Answer to the Question 11/98
BOUNCING BRICKThe question was:
A heavy brick is falling from a height of 1 meter, hits a tennis
ball and jumps back to the height of (almost) 1 meter. (We assume
that the mass of the tennis ball is negligible compared to the mass
of the brick. The collision with the ball is assumed to be elastic,
i.e. there is no energy loss.) To what height will the tennis ball
jump?(2/1999) The problem has been solved correctly by William Chess (e-mail chess@kennett.net), by Eitan Federovsky (e-mail eitan@peach-networks.com), by Bill Bruml (e-mail bruml@alum.mit.edu), by Age Sjastad (e-mail asj@hials.no), and by Javier Groshaus (e-mail jgros@techunix.technion.ac.il) M.Sc. student from Technion (Haifa, Israel).
The answer: The tennis ball will jump to the height of 1/4 meter.
The solution:
The brick will fall and strike the tennis ball, which will compress symmetrically and then return to its original shape.
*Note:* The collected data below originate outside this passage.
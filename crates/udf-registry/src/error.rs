#![deny(unsafe_code)]

#[derive(Debug, thiserror::Error, PartialEq, Eq)]
pub enum RegistryError {
    #[error(
        "special type {value} is already registered as '{existing}' (refusing '{incoming}')"
    )]
    Collision {
        value: u32,
        existing: String,
        incoming: String,
    },
}
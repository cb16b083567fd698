//! Parsers for compound command-line values.

use std::path::PathBuf;

use anyhow::{Result, anyhow};
use udf_model::ScalarValue;
use udf_table::ActiveFilter;

/// Read a literal as the scalar it looks like.
///
/// `null`, `true` and `false` are keywords; anything that parses as a finite
/// number is a number; the rest is text.
pub fn parse_scalar(text: &str) -> ScalarValue {
    match text.trim() {
        "null" => ScalarValue::Null,
        "true" => ScalarValue::Bool(true),
        "false" => ScalarValue::Bool(false),
        trimmed => match trimmed.parse::<f64>() {
            Ok(number) if number.is_finite() => ScalarValue::Number(number),
            _ => ScalarValue::text(text),
        },
    }
}

/// Parse `FIELD:PREDICATE:VALUE`. The value may contain further colons.
pub fn parse_filter(arg: &str) -> Result<ActiveFilter> {
    let mut parts = arg.splitn(3, ':');
    let field = parts.next().map(str::trim).unwrap_or_default();
    let predicate = parts.next().map(str::trim).unwrap_or_default();
    if field.is_empty() || predicate.is_empty() {
        return Err(anyhow!(
            "invalid filter '{arg}': expected FIELD:PREDICATE:VALUE"
        ));
    }
    let value = parts.next().map(parse_scalar).unwrap_or_default();
    Ok(ActiveFilter::new(field, predicate, value))
}

/// Parse `FIELD=VALUE` for the decode seed.
pub fn parse_seed(arg: &str) -> Result<(String, ScalarValue)> {
    let (field, value) = arg
        .split_once('=')
        .ok_or_else(|| anyhow!("invalid seed '{arg}': expected FIELD=VALUE"))?;
    let field = field.trim();
    if field.is_empty() {
        return Err(anyhow!("invalid seed '{arg}': missing field name"));
    }
    Ok((field.to_string(), parse_scalar(value)))
}

/// Parse `ENUM_TYPE=PATH` for an option list source.
pub fn parse_option_source(arg: &str) -> Result<(String, PathBuf)> {
    let (enum_type, path) = arg
        .split_once('=')
        .ok_or_else(|| anyhow!("invalid options '{arg}': expected ENUM_TYPE=PATH"))?;
    let (enum_type, path) = (enum_type.trim(), path.trim());
    if enum_type.is_empty() || path.is_empty() {
        return Err(anyhow!("invalid options '{arg}': expected ENUM_TYPE=PATH"));
    }
    Ok((enum_type.to_string(), PathBuf::from(path)))
}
During this compression, the center of mass of the tennis ball moves exactly half the distance that the topmost point of tennis ball moves (the point first contacted by the brick). Since the distances moved by these two points on the ball occur during the same time period, the velocity of the center of mass of the ball is exactly one-half the velocity of the top of the ball. During the rebound, at the moment the tennis ball returns to its original shape, the brick (and the top of the tennis ball) will have reached its maximum upward velocity, which, according to the problem statement, is sufficient to propel the brick to a maximum height of almost 1 m. Since the maximum height of a projectile is proportional to the square of the vertical component of its initial velocity (H=v2/(2g)), and since the center of mass of the tennis ball was moving at one-half the velocity of the brick at the moment of restoration, the tennis ball will reach a maximum height equal to one-quarter of the maximum height of the brick.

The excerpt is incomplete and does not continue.